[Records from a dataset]
☆ ☆ ☆ ☆

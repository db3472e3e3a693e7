//! Celebration particles.
//!
//! The physics is plain Rust so it can be stepped in tests; [`CanvasConfetti`]
//! draws a burst on a throwaway full-screen canvas and removes it once every
//! piece has faded or fallen off the bottom of the viewport.

use crate::config::{
    CONFETTI_COLORS, CONFETTI_COUNT, CONFETTI_FRAME_MS, CONFETTI_GRAVITY,
    CONFETTI_LIFETIME_FRAMES,
};
use gloo_timers::callback::{Interval, Timeout};
use log::{debug, warn};
use rand::Rng;
use std::cell::RefCell;
use std::f64::consts::PI;
use std::rc::Rc;
use wasm_bindgen::JsCast;
use web_sys::{CanvasRenderingContext2d, HtmlCanvasElement};

/// Viewport coordinates in CSS pixels.
#[derive(Debug, Clone, Copy, Default, PartialEq)]
pub struct Point {
    pub x: f64,
    pub y: f64,
}

impl Point {
    pub fn new(x: f64, y: f64) -> Self {
        Self { x, y }
    }
}

pub trait ParticleEffect {
    /// Fire and forget. Implementations must not fail loudly.
    fn launch(&mut self, origin: Point);
    /// Tear down anything still on screen. Called once when the owner unmounts.
    fn dispose(&mut self) {}
}

/// Effect that does nothing, for headless sessions.
#[derive(Debug, Default, Clone, Copy)]
pub struct NoParticles;

impl ParticleEffect for NoParticles {
    fn launch(&mut self, _origin: Point) {}
}

#[derive(Debug, Clone, PartialEq)]
pub struct ConfettiPiece {
    pub x: f64,
    pub y: f64,
    pub vx: f64,
    pub vy: f64,
    pub rotation: f64,
    pub spin: f64,
    pub size: f64,
    pub color: &'static str,
    pub round: bool,
    pub frame: u32,
}

impl ConfettiPiece {
    pub fn random<R: Rng + ?Sized>(origin: Point, rng: &mut R) -> Self {
        Self {
            x: origin.x + rng.random_range(-50.0..50.0),
            y: origin.y + rng.random_range(-50.0..50.0),
            vx: rng.random_range(-15.0..15.0),
            vy: rng.random_range(-20.0..-5.0),
            rotation: rng.random_range(0.0..360.0),
            spin: rng.random_range(-5.0..5.0),
            size: rng.random_range(5.0..15.0),
            color: CONFETTI_COLORS[rng.random_range(0..CONFETTI_COLORS.len())],
            round: rng.random_bool(0.5),
            frame: 0,
        }
    }

    /// Advance one animation frame.
    pub fn step(&mut self) {
        self.frame += 1;
        self.vy += CONFETTI_GRAVITY;
        self.x += self.vx;
        self.y += self.vy;
        self.rotation += self.spin;
    }

    fn progress(&self) -> f64 {
        (f64::from(self.frame) / f64::from(CONFETTI_LIFETIME_FRAMES)).min(1.0)
    }

    /// Fully opaque for the first 80% of its life, then a linear fade.
    pub fn opacity(&self) -> f64 {
        let progress = self.progress();
        if progress > 0.8 {
            (1.0 - (progress - 0.8) * 5.0).max(0.0)
        } else {
            1.0
        }
    }

    pub fn is_done(&self, viewport_height: f64) -> bool {
        self.progress() >= 1.0 || self.y > viewport_height
    }
}

#[derive(Debug, Clone, Default)]
pub struct ConfettiBurst {
    pieces: Vec<ConfettiPiece>,
}

impl ConfettiBurst {
    pub fn new<R: Rng + ?Sized>(origin: Point, count: usize, rng: &mut R) -> Self {
        Self {
            pieces: (0..count)
                .map(|_| ConfettiPiece::random(origin, rng))
                .collect(),
        }
    }

    pub fn pieces(&self) -> &[ConfettiPiece] {
        &self.pieces
    }

    /// Step every piece and drop the finished ones.
    pub fn step(&mut self, viewport_height: f64) {
        for piece in &mut self.pieces {
            piece.step();
        }
        self.pieces.retain(|p| !p.is_done(viewport_height));
    }

    pub fn is_finished(&self) -> bool {
        self.pieces.is_empty()
    }
}

/// Live bursts in launch order.
///
/// Ids are reserved before a burst starts so its frame callback can remove
/// exactly its own entry when it finishes.
#[derive(Debug)]
pub struct BurstRegistry<H> {
    next_id: u64,
    live: Vec<(u64, H)>,
}

impl<H> Default for BurstRegistry<H> {
    fn default() -> Self {
        Self {
            next_id: 0,
            live: Vec::new(),
        }
    }
}

impl<H> BurstRegistry<H> {
    pub fn new() -> Self {
        Self::default()
    }

    pub fn reserve(&mut self) -> u64 {
        self.next_id += 1;
        self.next_id
    }

    pub fn insert(&mut self, id: u64, handle: H) {
        self.live.push((id, handle));
    }

    /// Take the handle of a finished burst. Unknown ids yield `None`.
    pub fn finish(&mut self, id: u64) -> Option<H> {
        let pos = self.live.iter().position(|(live_id, _)| *live_id == id)?;
        Some(self.live.remove(pos).1)
    }

    /// Take every live handle, oldest first.
    pub fn drain(&mut self) -> Vec<H> {
        self.live.drain(..).map(|(_, handle)| handle).collect()
    }

    pub fn len(&self) -> usize {
        self.live.len()
    }

    pub fn is_empty(&self) -> bool {
        self.live.is_empty()
    }
}

struct LiveBurst {
    _interval: Interval,
    canvas: HtmlCanvasElement,
}

/// Draws each burst on its own fixed, pointer-transparent canvas
/// (`.confetti-canvas`). Overlapping bursts finish independently.
#[derive(Default)]
pub struct CanvasConfetti {
    bursts: Rc<RefCell<BurstRegistry<LiveBurst>>>,
}

impl CanvasConfetti {
    pub fn new() -> Self {
        Self::default()
    }

    fn try_launch(&mut self, origin: Point) -> Result<(), String> {
        let window = web_sys::window().ok_or("no window")?;
        let document = window.document().ok_or("no document")?;
        let body = document.body().ok_or("no body")?;
        let width = window
            .inner_width()
            .ok()
            .and_then(|v| v.as_f64())
            .unwrap_or(800.0);
        let height = window
            .inner_height()
            .ok()
            .and_then(|v| v.as_f64())
            .unwrap_or(600.0);

        let canvas: HtmlCanvasElement = document
            .create_element("canvas")
            .map_err(|e| format!("create canvas: {:?}", e))?
            .dyn_into()
            .map_err(|_| "element is not a canvas")?;
        canvas.set_class_name("confetti-canvas");
        canvas.set_width(width as u32);
        canvas.set_height(height as u32);
        let ctx: CanvasRenderingContext2d = canvas
            .get_context("2d")
            .map_err(|e| format!("get context: {:?}", e))?
            .ok_or("2d context unavailable")?
            .dyn_into()
            .map_err(|_| "context is not 2d")?;
        body.append_child(&canvas)
            .map_err(|e| format!("append canvas: {:?}", e))?;

        let mut burst = ConfettiBurst::new(origin, CONFETTI_COUNT, &mut rand::rng());
        debug!(
            "Launching {} confetti pieces at ({:.0}, {:.0})",
            CONFETTI_COUNT, origin.x, origin.y
        );

        let id = self.bursts.borrow_mut().reserve();
        let bursts = self.bursts.clone();
        let frame_canvas = canvas.clone();
        let interval = Interval::new(CONFETTI_FRAME_MS, move || {
            burst.step(height);
            ctx.clear_rect(0.0, 0.0, width, height);
            if burst.is_finished() {
                frame_canvas.remove();
                // The interval cannot be dropped from inside its own callback
                if let Some(done) = bursts.borrow_mut().finish(id) {
                    Timeout::new(0, move || drop(done)).forget();
                }
                return;
            }
            for piece in burst.pieces() {
                draw_piece(&ctx, piece);
            }
        });
        self.bursts.borrow_mut().insert(
            id,
            LiveBurst {
                _interval: interval,
                canvas,
            },
        );
        Ok(())
    }
}

impl ParticleEffect for CanvasConfetti {
    fn launch(&mut self, origin: Point) {
        if let Err(err) = self.try_launch(origin) {
            warn!("Confetti skipped: {}", err);
        }
    }

    /// Stop every running burst and detach its canvas.
    fn dispose(&mut self) {
        let live = self.bursts.borrow_mut().drain();
        debug!("Clearing {} confetti bursts", live.len());
        for burst in live {
            burst.canvas.remove();
        }
    }
}

fn draw_piece(ctx: &CanvasRenderingContext2d, piece: &ConfettiPiece) {
    ctx.save();
    ctx.set_global_alpha(piece.opacity());
    ctx.set_fill_style_str(piece.color);
    if ctx.translate(piece.x, piece.y).is_ok() && ctx.rotate(piece.rotation * PI / 180.0).is_ok() {
        let half = piece.size / 2.0;
        if piece.round {
            ctx.begin_path();
            if ctx.arc(0.0, 0.0, half, 0.0, 2.0 * PI).is_ok() {
                ctx.fill();
            }
        } else {
            ctx.fill_rect(-half, -half, piece.size, piece.size);
        }
    }
    ctx.restore();
}

#[cfg(test)]
mod tests {
    use super::*;
    use rand::rngs::StdRng;
    use rand::SeedableRng;

    #[test]
    fn pieces_start_near_origin_and_rise() {
        let mut rng = StdRng::seed_from_u64(3);
        let origin = Point::new(400.0, 300.0);
        let burst = ConfettiBurst::new(origin, CONFETTI_COUNT, &mut rng);
        assert_eq!(burst.pieces().len(), 150);
        for p in burst.pieces() {
            assert!((p.x - origin.x).abs() <= 50.0);
            assert!((p.y - origin.y).abs() <= 50.0);
            assert!(p.vy < 0.0);
            assert!((5.0..15.0).contains(&p.size));
            assert!(CONFETTI_COLORS.contains(&p.color));
        }
    }

    #[test]
    fn gravity_pulls_pieces_down() {
        let mut piece = ConfettiPiece {
            x: 0.0,
            y: 0.0,
            vx: 2.0,
            vy: -5.0,
            rotation: 0.0,
            spin: 1.0,
            size: 10.0,
            color: "#ffffff",
            round: true,
            frame: 0,
        };
        piece.step();
        assert_eq!((piece.x, piece.y, piece.vy, piece.rotation), (2.0, -4.5, -4.5, 1.0));
        for _ in 0..30 {
            piece.step();
        }
        assert!(piece.vy > 0.0);
    }

    #[test]
    fn fades_over_the_last_fifth() {
        let mut piece = ConfettiPiece::random(Point::default(), &mut StdRng::seed_from_u64(1));
        piece.frame = 100;
        assert_eq!(piece.opacity(), 1.0);
        piece.frame = 180;
        assert!((piece.opacity() - 0.5).abs() < 1e-9);
        piece.frame = 200;
        assert!(piece.opacity() < 1e-9);
        assert!(piece.is_done(f64::MAX));
    }

    #[test]
    fn overlapping_bursts_finish_independently() {
        let mut registry = BurstRegistry::new();
        let first = registry.reserve();
        registry.insert(first, "canvas-1");
        let second = registry.reserve();
        registry.insert(second, "canvas-2");
        assert_ne!(first, second);
        assert_eq!(registry.len(), 2);

        // The second burst starting must not orphan the first one
        assert_eq!(registry.finish(first), Some("canvas-1"));
        assert_eq!(registry.finish(first), None);
        assert_eq!(registry.len(), 1);
        assert_eq!(registry.finish(second), Some("canvas-2"));
        assert!(registry.is_empty());
    }

    #[test]
    fn drain_hands_back_every_live_burst() {
        let mut registry = BurstRegistry::new();
        for name in ["a", "b", "c"] {
            let id = registry.reserve();
            registry.insert(id, name);
        }
        assert_eq!(registry.finish(2), Some("b"));
        assert_eq!(registry.drain(), vec!["a", "c"]);
        assert!(registry.is_empty());
        assert_eq!(registry.reserve(), 4);
    }

    #[test]
    fn burst_finishes_when_everything_falls_off_screen() {
        let mut rng = StdRng::seed_from_u64(9);
        let mut burst = ConfettiBurst::new(Point::new(100.0, 100.0), 20, &mut rng);
        let mut frames = 0;
        while !burst.is_finished() {
            burst.step(600.0);
            frames += 1;
            assert!(frames <= CONFETTI_LIFETIME_FRAMES);
        }
    }
}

☆ ☆ ☆ ☆

Task objective: From the data, collect all lines where the string "once" appears.

Task answer:
//! draws a burst on a throwaway full-screen canvas and removes it once every
    /// Tear down anything still on screen. Called once when the owner unmounts.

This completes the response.